Comprehensive conversation state management with validation and cleanup.

Parameters: - action (str): Action to perform ('add_message', 'clear', 'load', 'trim') - data (Any, optional): Data for the action (message dict, conversation list, etc.) - options (Dict, optional): Additional options for the action

Returns: - Tuple[bool, str]: Success status and result message

Supported Actions:

add_message

Add new message to current conversation

# Add user message
success, msg = manage_conversation_state(
    action="add_message",
    data={"role": "user", "content": "Hello!"}
)

# Add assistant response
success, msg = manage_conversation_state(
    action="add_message", 
    data={"role": "assistant", "content": "Hi there!"}
)

clear

Clear current conversation with optional backup

# Clear conversation
success, msg = manage_conversation_state(action="clear")

# Clear with backup
success, msg = manage_conversation_state(
    action="clear",
    options={"create_backup": True, "backup_name": "cleared_conversation"}
)

load

Load conversation from data

# Load conversation
conversation_data = [...] # List of messages
success, msg = manage_conversation_state(
    action="load",
    data=conversation_data
)

trim

Trim conversation to manage memory usage

# Trim to last 50 messages
success, msg = manage_conversation_state(
    action="trim",
    options={"max_messages": 50, "preserve_system": True}
)

get_session_summary¶

Generates comprehensive summary of current session state for debugging and monitoring.

Returns: - Dict[str, Any]: Session state summary with sanitized sensitive data

Summary Contents: - Basic Stats: Message counts, conversation length, active features - Configuration: Current settings and preferences (API keys sanitized) - Performance: Memory usage, response times, error counts - History: Recent actions and state changes - Health: System health indicators and warnings

Example:

from src.utils.session_state import get_session_summary

# Get session summary
summary = get_session_summary()

print(f"Messages in conversation: {summary['conversation']['total_messages']}")
print(f"Current provider: {summary['configuration']['active_provider']}")
print(f"Session duration: {summary['performance']['session_duration_minutes']:.1f} min")
print(f"Errors encountered: {summary['health']['error_count']}")

# Check for warnings
if summary['health']['warnings']:
    print("⚠️  Warnings:")
    for warning in summary['health']['warnings']:
        print(f"  - {warning}")

Validation Utilities¶

validate_conversation_message¶

Validates individual conversation messages for structure and content.

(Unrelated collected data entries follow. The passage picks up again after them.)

//! Colour parsing, format conversion and palette generation.

use serde::Serialize;

use crate::error::{WidgetError, WidgetResult};

#[derive(Debug, Clone, Copy, PartialEq, Eq, Serialize)]
pub struct Rgb {
    pub r: u8,
    pub g: u8,
    pub b: u8,
}

/// Hue in degrees, saturation and lightness as fractions (0.0..=1.0).
#[derive(Debug, Clone, Copy, PartialEq)]
pub struct Hsl {
    pub h: f64,
    pub s: f64,
    pub l: f64,
}

#[derive(Debug, Serialize, PartialEq, Eq)]
pub struct ColorFormats {
    pub hex: String,
    pub rgb: String,
    pub hsl: String,
    pub cmyk: String,
}

impl Rgb {
    pub fn to_hex(self) -> String {
        format!("#{:02x}{:02x}{:02x}", self.r, self.g, self.b)
    }
}

/// Accepts `#RRGGBB`, `RRGGBB` and the `#RGB` shorthand, in any case.
pub fn parse_hex(input: &str) -> WidgetResult<Rgb> {
    let trimmed = input.trim();
    let digits = trimmed.strip_prefix('#').unwrap_or(trimmed);
    if !digits.bytes().all(|b| b.is_ascii_hexdigit()) {
        return Err(WidgetError::invalid("hex color", input));
    }
    let expanded: String = match digits.len() {
        6 => digits.to_string(),
        3 => digits.chars().flat_map(|c| [c, c]).collect(),
        _ => return Err(WidgetError::invalid("hex color", input)),
    };
    let channel = |idx: usize| {
        u8::from_str_radix(&expanded[idx..idx + 2], 16)
            .map_err(|_| WidgetError::invalid("hex color", input))
    };
    Ok(Rgb {
        r: channel(0)?,
        g: channel(2)?,
        b: channel(4)?,
    })
}

pub fn rgb_to_hsl(rgb: Rgb) -> Hsl {
    let r = f64::from(rgb.r) / 255.0;
    let g = f64::from(rgb.g) / 255.0;
    let b = f64::from(rgb.b) / 255.0;
    let max = r.max(g).max(b);
    let min = r.min(g).min(b);
    let l = (max + min) / 2.0;
    if max == min {
        return Hsl { h: 0.0, s: 0.0, l };
    }
    let d = max - min;
    let s = if l > 0.5 {
        d / (2.0 - max - min)
    } else {
        d / (max + min)
    };
    let sector = if max == r {
        (g - b) / d + if g < b { 6.0 } else { 0.0 }
    } else if max == g {
        (b - r) / d + 2.0
    } else {
        (r - g) / d + 4.0
    };
    Hsl {
        h: sector * 60.0,
        s,
        l,
    }
}

pub fn hsl_to_rgb(hsl: Hsl) -> Rgb {
    let h = hsl.h.rem_euclid(360.0) / 360.0;
    let s = hsl.s.clamp(0.0, 1.0);
    let l = hsl.l.clamp(0.0, 1.0);
    let to_channel = |v: f64| (v * 255.0).round().clamp(0.0, 255.0) as u8;
    if s == 0.0 {
        let v = to_channel(l);
        return Rgb { r: v, g: v, b: v };
    }
    let q = if l < 0.5 {
        l * (1.0 + s)
    } else {
        l + s - l * s
    };
    let p = 2.0 * l - q;
    let hue = |mut t: f64| {
        if t < 0.0 {
            t += 1.0;
        }
        if t > 1.0 {
            t -= 1.0;
        }
        if t < 1.0 / 6.0 {
            p + (q - p) * 6.0 * t
        } else if t < 0.5 {
            q
        } else if t < 2.0 / 3.0 {
            p + (q - p) * (2.0 / 3.0 - t) * 6.0
        } else {
            p
        }
    };
    Rgb {
        r: to_channel(hue(h + 1.0 / 3.0)),
        g: to_channel(hue(h)),
        b: to_channel(hue(h - 1.0 / 3.0)),
    }
}

/// CMYK percentages, rounded. Pure black maps to `0, 0, 0, 100`.
pub fn rgb_to_cmyk(rgb: Rgb) -> (u8, u8, u8, u8) {
    let r = f64::from(rgb.r) / 255.0;
    let g = f64::from(rgb.g) / 255.0;
    let b = f64::from(rgb.b) / 255.0;
    let k = 1.0 - r.max(g).max(b);
    let part = |v: f64| {
        if k >= 1.0 {
            0.0
        } else {
            (1.0 - v - k) / (1.0 - k)
        }
    };
    (
        percent(part(r)),
        percent(part(g)),
        percent(part(b)),
        percent(k),
    )
}

fn percent(fraction: f64) -> u8 {
    (fraction * 100.0).round().clamp(0.0, 100.0) as u8
}

pub fn color_formats_internal(hex: &str) -> WidgetResult<ColorFormats> {
    let rgb = parse_hex(hex)?;
    let hsl = rgb_to_hsl(rgb);
    let (c, m, y, k) = rgb_to_cmyk(rgb);
    Ok(ColorFormats {
        hex: rgb.to_hex().to_uppercase(),
        rgb: format!("rgb({}, {}, {})", rgb.r, rgb.g, rgb.b),
        hsl: format!(
            "hsl({}, {}%, {}%)",
            hsl.h.round() as u16 % 360,
            percent(hsl.s),
            percent(hsl.l)
        ),
        cmyk: format!("cmyk({c}%, {m}%, {y}%, {k}%)"),
    })
}

#[derive(Debug, Clone, Copy, PartialEq, Eq)]
pub enum PaletteScheme {
    Analogous,
    Complementary,
    Triadic,
    Monochrome,
}

impl PaletteScheme {
    pub fn parse(input: &str) -> WidgetResult<Self> {
        match input.trim().to_ascii_lowercase().as_str() {
            "" | "analogous" => Ok(Self::Analogous),
            "complementary" => Ok(Self::Complementary),
            "triadic" => Ok(Self::Triadic),
            "monochrome" | "monochromatic" => Ok(Self::Monochrome),
            other => Err(WidgetError::unsupported("palette scheme", other)),
        }
    }

    /// Hue rotation in degrees and lightness shift for each generated swatch.
    fn steps(self) -> [(f64, f64); 4] {
        match self {
            Self::Analogous => [(30.0, 0.0), (60.0, 0.0), (90.0, 0.0), (120.0, 0.0)],
            Self::Complementary => [(180.0, 0.0), (150.0, 0.0), (210.0, 0.0), (30.0, 0.0)],
            Self::Triadic => [(120.0, 0.0), (240.0, 0.0), (120.0, 0.15), (240.0, 0.15)],
            Self::Monochrome => [(0.0, -0.2), (0.0, -0.1), (0.0, 0.1), (0.0, 0.2)],
        }
    }
}

/// Base colour followed by four derived swatches, all as lowercase `#rrggbb`.
pub fn generate_palette_internal(base: &str, scheme: &str) -> WidgetResult<Vec<String>> {
    let scheme = PaletteScheme::parse(scheme)?;
    let rgb = parse_hex(base)?;
    let hsl = rgb_to_hsl(rgb);
    let mut palette = Vec::with_capacity(5);
    palette.push(rgb.to_hex());
    for (rotate, lighten) in scheme.steps() {
        let swatch = hsl_to_rgb(Hsl {
            h: hsl.h + rotate,
            s: hsl.s,
            l: hsl.l + lighten,
        });
        palette.push(swatch.to_hex());
    }
    log::debug!("palette {scheme:?} from {base}: {palette:?}");
    Ok(palette)
}
//! Stopwatch with laps. Time is derived from caller-supplied timestamps
//! (milliseconds) so a throttled background tab never loses ticks.

use serde::Serialize;
use wasm_bindgen::prelude::*;

use crate::error::WidgetError;

#[derive(Debug, Clone, PartialEq, Serialize)]
#[serde(rename_all = "camelCase")]
pub struct Lap {
    /// 1-based lap number.
    pub number: u32,
    /// Total elapsed time when the lap was recorded.
    pub time: f64,
    pub lap_time: f64,
}

#[derive(Debug, Serialize, PartialEq)]
#[serde(rename_all = "camelCase")]
pub struct LapView {
    pub number: u32,
    pub time: String,
    pub lap_time: String,
    pub fastest: bool,
    pub slowest: bool,
}

#[derive(Debug, Serialize, PartialEq)]
#[serde(rename_all = "camelCase")]
pub struct StopwatchSnapshot {
    pub elapsed_ms: f64,
    pub display: String,
    pub running: bool,
    pub laps: Vec<LapView>,
}

#[derive(Debug, Default, Clone)]
pub struct StopwatchState {
    accumulated: f64,
    started_at: Option<f64>,
    lap_start: f64,
    /// Newest first.
    laps: Vec<Lap>,
}

impl StopwatchState {
    pub fn is_running(&self) -> bool {
        self.started_at.is_some()
    }

    pub fn elapsed(&self, now_ms: f64) -> f64 {
        match self.started_at {
            // Clock skew must never run the display backwards.
            Some(start) => self.accumulated + (now_ms - start).max(0.0),
            None => self.accumulated,
        }
    }

    /// Resuming after a pause starts a fresh lap split.
    pub fn start(&mut self, now_ms: f64) {
        if self.started_at.is_none() {
            if self.accumulated > 0.0 {
                self.lap_start = self.accumulated;
            }
            self.started_at = Some(now_ms);
        }
    }

    pub fn stop(&mut self, now_ms: f64) {
        if self.started_at.is_some() {
            self.accumulated = self.elapsed(now_ms);
            self.started_at = None;
        }
    }

    pub fn toggle(&mut self, now_ms: f64) {
        if self.is_running() {
            self.stop(now_ms);
        } else {
            self.start(now_ms);
        }
    }

    /// Returns `false` and leaves the state untouched while running.
    pub fn reset(&mut self) -> bool {
        if self.is_running() {
            log::debug!("stopwatch reset ignored while running");
            return false;
        }
        *self = Self::default();
        true
    }

    /// Records a lap when running or when some time has elapsed.
    pub fn lap(&mut self, now_ms: f64) -> Option<&Lap> {
        let time = self.elapsed(now_ms);
        if !self.is_running() && time <= 0.0 {
            return None;
        }
        let lap = Lap {
            number: self.laps.len() as u32 + 1,
            time,
            lap_time: time - self.lap_start,
        };
        self.lap_start = time;
        self.laps.insert(0, lap);
        self.laps.first()
    }

    pub fn laps(&self) -> &[Lap] {
        &self.laps
    }

    pub fn snapshot(&self, now_ms: f64) -> StopwatchSnapshot {
        let elapsed_ms = self.elapsed(now_ms);
        StopwatchSnapshot {
            elapsed_ms,
            display: format_time(elapsed_ms),
            running: self.is_running(),
            laps: lap_views(&self.laps),
        }
    }
}

/// Fastest and slowest are only flagged once there is something to compare.
pub fn lap_views(laps: &[Lap]) -> Vec<LapView> {
    let ranked = laps.len() > 1;
    let fastest = laps.iter().map(|l| l.lap_time).fold(f64::INFINITY, f64::min);
    let slowest = laps
        .iter()
        .map(|l| l.lap_time)
        .fold(f64::NEG_INFINITY, f64::max);
    laps.iter()
        .map(|lap| {
            let is_fastest = ranked && lap.lap_time == fastest;
            LapView {
                number: lap.number,
                time: format_time(lap.time),
                lap_time: format_time(lap.lap_time),
                fastest: is_fastest,
                slowest: ranked && !is_fastest && lap.lap_time == slowest,
            }
        })
        .collect()
}

/// `MM:SS.cc`; minutes keep growing past 99.
pub fn format_time(ms: f64) -> String {
    let ms = if ms.is_finite() { ms.max(0.0) as u64 } else { 0 };
    let total_seconds = ms / 1000;
    let minutes = total_seconds / 60;
    let seconds = total_seconds % 60;
    let centis = (ms % 1000) / 10;
    format!("{minutes:02}:{seconds:02}.{centis:02}")
}

#[wasm_bindgen]
#[derive(Default)]
pub struct Stopwatch {
    state: StopwatchState,
}

#[wasm_bindgen]
impl Stopwatch {
    #[wasm_bindgen(constructor)]
    pub fn new() -> Stopwatch {
        Stopwatch::default()
    }

    pub fn toggle(&mut self) -> Result<JsValue, JsValue> {
        self.state.toggle(js_sys::Date::now());
        self.snapshot()
    }

    pub fn start(&mut self) -> Result<JsValue, JsValue> {
        self.state.start(js_sys::Date::now());
        self.snapshot()
    }

    pub fn stop(&mut self) -> Result<JsValue, JsValue> {
        self.state.stop(js_sys::Date::now());
        self.snapshot()
    }

    pub fn reset(&mut self) -> Result<JsValue, JsValue> {
        self.state.reset();
        self.snapshot()
    }

    pub fn lap(&mut self) -> Result<JsValue, JsValue> {
        self.state.lap(js_sys::Date::now());
        self.snapshot()
    }

    #[wasm_bindgen(js_name = isRunning)]
    pub fn is_running(&self) -> bool {
        self.state.is_running()
    }

    pub fn snapshot(&self) -> Result<JsValue, JsValue> {
        serde_wasm_bindgen::to_value(&self.state.snapshot(js_sys::Date::now()))
            .map_err(|err| WidgetError::from(err).into())
    }
}
use crate::error::{WidgetError, WidgetResult};

/// Characters `encodeURIComponent` leaves alone that `urlencoding` escapes.
const COMPONENT_SAFE: &[(&str, &str)] = &[
    ("%21", "!"),
    ("%27", "'"),
    ("%28", "("),
    ("%29", ")"),
    ("%2A", "*"),
];

#[derive(Debug, Clone, Copy, PartialEq, Eq)]
pub enum UrlMode {
    /// URI component rules: spaces become `%20`, `+` is literal.
    Component,
    /// HTML form rules: spaces become `+`.
    Form,
}

impl UrlMode {
    pub fn parse(input: &str) -> WidgetResult<Self> {
        match input.trim().to_ascii_lowercase().as_str() {
            "" | "component" | "uri" => Ok(Self::Component),
            "form" | "query" => Ok(Self::Form),
            other => Err(WidgetError::unsupported("url mode", other)),
        }
    }
}

pub fn url_encode_internal(input: &str, mode: UrlMode) -> WidgetResult<String> {
    if input.trim().is_empty() {
        return Err(WidgetError::EmptyInput("text to encode"));
    }
    let encoded = urlencoding::encode(input);
    Ok(match mode {
        UrlMode::Component => COMPONENT_SAFE
            .iter()
            .fold(encoded.into_owned(), |acc, (escaped, raw)| {
                acc.replace(escaped, raw)
            }),
        UrlMode::Form => encoded.replace("%20", "+"),
    })
}

pub fn url_decode_internal(input: &str, mode: UrlMode) -> WidgetResult<String> {
    if input.trim().is_empty() {
        return Err(WidgetError::EmptyInput("text to decode"));
    }
    let normalized = match mode {
        UrlMode::Component => input.to_string(),
        UrlMode::Form => input.replace('+', " "),
    };
    validate_escapes(&normalized)?;
    urlencoding::decode(&normalized)
        .map(|cow| cow.into_owned())
        .map_err(|_| WidgetError::invalid("URL encoding", "escapes do not form valid UTF-8"))
}

/// Every `%` must introduce two hex digits.
fn validate_escapes(input: &str) -> WidgetResult<()> {
    let bytes = input.as_bytes();
    let mut idx = 0;
    while idx < bytes.len() {
        if bytes[idx] == b'%' {
            let well_formed = bytes
                .get(idx + 1..idx + 3)
                .is_some_and(|pair| pair.iter().all(u8::is_ascii_hexdigit));
            if !well_formed {
                return Err(WidgetError::invalid(
                    "URL encoding",
                    format!("malformed escape at position {idx}"),
                ));
            }
            idx += 3;
        } else {
            idx += 1;
        }
    }
    Ok(())
}

#[cfg(test)]
mod tests {
    use super::*;

    #[test]
    fn component_encoding_keeps_unreserved_marks() {
        let encoded = url_encode_internal("a b&c=d/é!'()*~", UrlMode::Component).unwrap();
        assert_eq!(encoded, "a%20b%26c%3Dd%2F%C3%A9!'()*~");
    }

    #[test]
    fn form_encoding_uses_plus_for_spaces() {
        assert_eq!(url_encode_internal("a b", UrlMode::Form).unwrap(), "a+b");
        assert_eq!(url_decode_internal("a+b%2B", UrlMode::Form).unwrap(), "a b+");
    }

    #[test]
    fn component_decoding_keeps_plus() {
        assert_eq!(
            url_decode_internal("a+b%20c", UrlMode::Component).unwrap(),
            "a+b c"
        );
    }

    #[test]
    fn decode_rejects_malformed_escapes() {
        assert!(url_decode_internal("100%", UrlMode::Component).is_err());
        assert!(url_decode_internal("%zz", UrlMode::Component).is_err());
        assert!(url_decode_internal("%C3", UrlMode::Component).is_err());
    }

    #[test]
    fn blank_input_is_rejected() {
        assert_eq!(
            url_encode_internal("   ", UrlMode::Component).unwrap_err(),
            WidgetError::EmptyInput("text to encode")
        );
        assert!(url_decode_internal("", UrlMode::Form).is_err());
        assert!(UrlMode::parse("base64").is_err());
    }
}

Parameters: - message (Dict[str, Any]): Message to validate - strict_mode (bool, optional): Whether to apply strict validation (default: True)

Returns: - Tuple[bool, List[str]]: Validation status and list of error messages

Validation Rules: - Required Fields: Must have 'role' and 'content' keys - Valid Roles: Role must be 'system', 'user', or 'assistant' - Content Requirements: Content must be non-empty string - Optional Fields: Timestamp and metadata validation - Security Checks: Content filtering for malicious patterns

Example:

from src.utils.helpers import validate_conversation_message

# Valid message
valid_msg = {
    "role": "user",
    "content": "What is machine learning?",
    "timestamp": "2025-01-07T10:00:00Z"
}
is_valid, errors = validate_conversation_message(valid_msg)
# Returns: (True, [])

# Invalid message
invalid_msg = {
    "role": "invalid_role",  # Invalid role
    "content": ""  # Empty content
}
is_valid, errors = validate_conversation_message(invalid_msg)
# Returns: (False, ["Invalid role: invalid_role", "Content cannot be empty"])

sanitize_user_input¶

Comprehensive user input sanitization for security and safety.

Parameters: - user_input (str): Raw user input to sanitize - max_length (int, optional): Maximum allowed length (default: 10000) - allow_html (bool, optional): Whether to allow HTML tags (default: False)

Returns: - Tuple[str, List[str]]: Sanitized input and list of warnings

Sanitization Features: - Length Limiting: Enforces maximum input length - HTML Stripping: Removes potentially dangerous HTML/script tags - Special Character Handling: Escapes or removes special characters - Whitespace Normalization: Cleans up excessive whitespace - Encoding Validation: Ensures proper UTF-8 encoding

Example:

from src.utils.helpers import sanitize_user_input

# Basic sanitization
clean_input, warnings = sanitize_user_input("Hello, world!")
# Returns: ("Hello, world!", [])

# HTML removal
html_input = "<script>alert('xss')</script>Safe content"
safe_input, warnings = sanitize_user_input(html_input, allow_html=False)
# Returns: ("Safe content", ["Removed potentially dangerous HTML tags"])

# Length limiting  
long_input = "a" * 15000
limited_input, warnings = sanitize_user_input(long_input, max_length=1000)
# Returns: ("a" * 1000, ["Input truncated from 15000 to 1000 characters"])

Performance Utilities¶

measure_performance¶

Decorator and context manager for measuring function performance.

Usage as Decorator:

from src.utils.helpers import measure_performance

@measure_performance
def slow_function():
    time.sleep(1)
    return "result"

result = slow_function()
# Automatically logs: "slow_function completed in 1.00 seconds"

Usage as Context Manager:

from src.utils.helpers import measure_performance

with measure_performance("expensive_operation"):
    # Perform expensive computation
    result = complex_calculation()
# Logs: "expensive_operation completed in X.XX seconds"

memory_usage_monitor¶

Context manager for monitoring memory usage during operations.

Example:

from src.utils.helpers import memory_usage_monitor

with memory_usage_monitor("conversation_loading"):
    large_conversation = load_large_conversation()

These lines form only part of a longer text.